▶ **Problem to work on**: Your task is to find every line of the data that holds the string "Option" and copy it.

↓↓↓

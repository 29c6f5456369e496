//! Catalog ingestion.
//!
//! Turns record files into [`CatalogItem`]s. Records are validated here, at
//! the boundary, so the catalog and the ranker only ever see fixed-shape,
//! well-formed items:
//! - identifier must be an absolute URI
//! - its namespace prefix must be in the namespace table
//! - empty labels fall back to the local name
//!
//! Rejected records are logged and counted, never silently dropped.

use std::collections::HashSet;
use std::fs::File;
use std::io::BufReader;
use std::path::Path;

use indicatif::{ProgressBar, ProgressStyle};
use serde::Deserialize;

use crate::catalog::{text, CatalogItem, NamespaceTable};
use crate::embeddings::{EmbeddingError, EmbeddingProvider};

#[derive(Debug, thiserror::Error)]
pub enum IngestError {
    #[error("I/O error reading {path}: {source}")]
    Io {
        path: String,
        source: std::io::Error,
    },

    #[error("CSV error in {path}: {source}")]
    Csv { path: String, source: csv::Error },

    #[error("JSON error in {path}: {source}")]
    Json {
        path: String,
        source: serde_json::Error,
    },

    #[error("Unsupported source format: {0} (expected .csv or .json)")]
    UnsupportedFormat(String),

    #[error("Metadata has {metadata} records but embeddings has {embeddings} vectors")]
    LengthMismatch { metadata: usize, embeddings: usize },

    #[error("Embedding error: {0}")]
    Embedding(#[from] EmbeddingError),
}

/// A raw record as it appears in a source file.
#[derive(Debug, Clone, Default, Deserialize)]
pub struct SourceRecord {
    #[serde(alias = "uri")]
    pub identifier: String,
    #[serde(default)]
    pub label: String,
    #[serde(default, alias = "comment")]
    pub description: String,
    /// Only present in precomputed metadata; derived otherwise.
    #[serde(default, alias = "local_name", alias = "shortName")]
    pub short_name: Option<String>,
    /// Tag or full prefix. Derived from the identifier when absent.
    #[serde(default)]
    pub namespace: Option<String>,
}

/// A validated record ready to be embedded.
#[derive(Debug, Clone, PartialEq)]
pub struct PreparedRecord {
    pub identifier: String,
    pub short_name: String,
    pub label: String,
    pub description: String,
    pub namespace: String,
    /// Text the embedding is computed from
    pub text: String,
}

impl PreparedRecord {
    pub fn into_item(self, embedding: Vec<f32>) -> CatalogItem {
        CatalogItem {
            identifier: self.identifier,
            short_name: self.short_name,
            label: self.label,
            description: self.description,
            namespace: self.namespace,
            embedding,
        }
    }
}

/// Outcome of validating a batch of records.
#[derive(Debug, Default)]
pub struct Prepared {
    pub records: Vec<PreparedRecord>,
    pub rejected: usize,
}

/// Read records from a `.csv` or `.json` file.
pub fn read_records(path: &Path) -> Result<Vec<SourceRecord>, IngestError> {
    let display = path.display().to_string();
    let extension = path
        .extension()
        .and_then(|ext| ext.to_str())
        .map(|ext| ext.to_lowercase());

    match extension.as_deref() {
        Some("csv") => {
            let mut reader = csv::ReaderBuilder::new()
                .trim(csv::Trim::All)
                .flexible(true)
                .from_path(path)
                .map_err(|source| IngestError::Csv {
                    path: display.clone(),
                    source,
                })?;
            reader
                .deserialize()
                .collect::<Result<Vec<SourceRecord>, _>>()
                .map_err(|source| IngestError::Csv {
                    path: display,
                    source,
                })
        }
        Some("json") => read_json(path),
        _ => Err(IngestError::UnsupportedFormat(display)),
    }
}

/// Read every source in order and concatenate their records.
pub fn read_sources<P: AsRef<Path>>(paths: &[P]) -> Result<Vec<SourceRecord>, IngestError> {
    let mut records = Vec::new();
    for path in paths {
        let path = path.as_ref();
        let batch = read_records(path)?;
        log::info!("Read {} records from {}", batch.len(), path.display());
        records.extend(batch);
    }
    Ok(records)
}

fn read_json<T: serde::de::DeserializeOwned>(path: &Path) -> Result<T, IngestError> {
    let display = path.display().to_string();
    let file = File::open(path).map_err(|source| IngestError::Io {
        path: display.clone(),
        source,
    })?;
    serde_json::from_reader(BufReader::new(file)).map_err(|source| IngestError::Json {
        path: display,
        source,
    })
}

/// Validate a single record against the namespace table.
pub fn prepare_record(record: &SourceRecord, namespaces: &NamespaceTable) -> Result<PreparedRecord, String> {
    let identifier = record.identifier.trim();
    if identifier.is_empty() {
        return Err("empty identifier".to_string());
    }

    url::Url::parse(identifier).map_err(|e| format!("invalid URI '{}': {}", identifier, e))?;

    let namespace = match record.namespace.as_deref().map(str::trim) {
        Some(ns) if !ns.is_empty() => namespaces.resolve(ns),
        _ => namespaces.tag_for_prefix(text::namespace_prefix(identifier)),
    }
    .ok_or_else(|| format!("{} is not in a known namespace", identifier))?
    .to_string();

    let short_name = match record.short_name.as_deref().map(str::trim) {
        Some(name) if !name.is_empty() => name.to_string(),
        _ => text::local_name(identifier).to_string(),
    };
    let label = text::display_label(&record.label, &short_name);
    let text = text::canonical_text(&short_name, &label);

    Ok(PreparedRecord {
        identifier: identifier.to_string(),
        short_name,
        label,
        description: record.description.trim().to_string(),
        namespace,
        text,
    })
}

/// Validate records, skipping (and counting) the malformed ones.
/// Only the first record for an identifier is kept.
pub fn prepare(records: &[SourceRecord], namespaces: &NamespaceTable) -> Prepared {
    let mut prepared = Prepared::default();
    let mut seen = HashSet::new();

    for record in records {
        match prepare_record(record, namespaces) {
            Ok(rec) if !seen.insert(rec.identifier.clone()) => {
                log::warn!("Rejected record: duplicate identifier {}", rec.identifier);
                prepared.rejected += 1;
            }
            Ok(rec) => prepared.records.push(rec),
            Err(reason) => {
                log::warn!("Rejected record: {}", reason);
                prepared.rejected += 1;
            }
        }
    }

    prepared
}

/// Embed prepared records in batches, preserving order.
pub fn embed_records(
    records: Vec<PreparedRecord>,
    provider: &dyn EmbeddingProvider,
    normalize: bool,
    batch_size: usize,
    show_progress: bool,
) -> Result<Vec<CatalogItem>, IngestError> {
    let batch_size = batch_size.max(1);
    let progress = if show_progress {
        let bar = ProgressBar::new(records.len() as u64);
        if let Ok(style) = ProgressStyle::with_template("{bar:40} {pos}/{len} embedding {msg}") {
            bar.set_style(style);
        }
        bar
    } else {
        ProgressBar::hidden()
    };

    let mut items = Vec::with_capacity(records.len());
    let mut records = records.into_iter().peekable();

    while records.peek().is_some() {
        let chunk: Vec<PreparedRecord> = records.by_ref().take(batch_size).collect();
        let texts: Vec<String> = chunk.iter().map(|r| r.text.clone()).collect();
        let embeddings = provider.embed_batch(&texts, normalize)?;

        if embeddings.len() != chunk.len() {
            return Err(IngestError::Embedding(EmbeddingError::EmbeddingFailed(format!(
                "expected {} embeddings, got {}",
                chunk.len(),
                embeddings.len()
            ))));
        }

        progress.inc(chunk.len() as u64);
        items.extend(
            chunk
                .into_iter()
                .zip(embeddings)
                .map(|(record, embedding)| record.into_item(embedding)),
        );
    }

    progress.finish_and_clear();
    Ok(items)
}

/// Import a catalog whose embeddings were computed elsewhere.
///
/// `metadata_path` holds a JSON array of records, `embeddings_path` a JSON
/// array of vectors in the same order. Records that fail validation are
/// skipped together with their vector.
pub fn import_precomputed(
    metadata_path: &Path,
    embeddings_path: &Path,
    namespaces: &NamespaceTable,
) -> Result<(Vec<CatalogItem>, usize), IngestError> {
    let metadata: Vec<SourceRecord> = read_json(metadata_path)?;
    let embeddings: Vec<Vec<f32>> = read_json(embeddings_path)?;

    if metadata.len() != embeddings.len() {
        return Err(IngestError::LengthMismatch {
            metadata: metadata.len(),
            embeddings: embeddings.len(),
        });
    }

    let mut items = Vec::with_capacity(metadata.len());
    let mut rejected = 0;
    let mut seen = HashSet::new();
    for (record, embedding) in metadata.iter().zip(embeddings) {
        match prepare_record(record, namespaces) {
            Ok(prepared) if !seen.insert(prepared.identifier.clone()) => {
                log::warn!("Rejected record: duplicate identifier {}", prepared.identifier);
                rejected += 1;
            }
            Ok(prepared) => items.push(prepared.into_item(embedding)),
            Err(reason) => {
                log::warn!("Rejected record: {}", reason);
                rejected += 1;
            }
        }
    }

    Ok((items, rejected))
}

↑↑↑

▶ **Task solution**:
    pub short_name: Option<String>,
    pub namespace: Option<String>,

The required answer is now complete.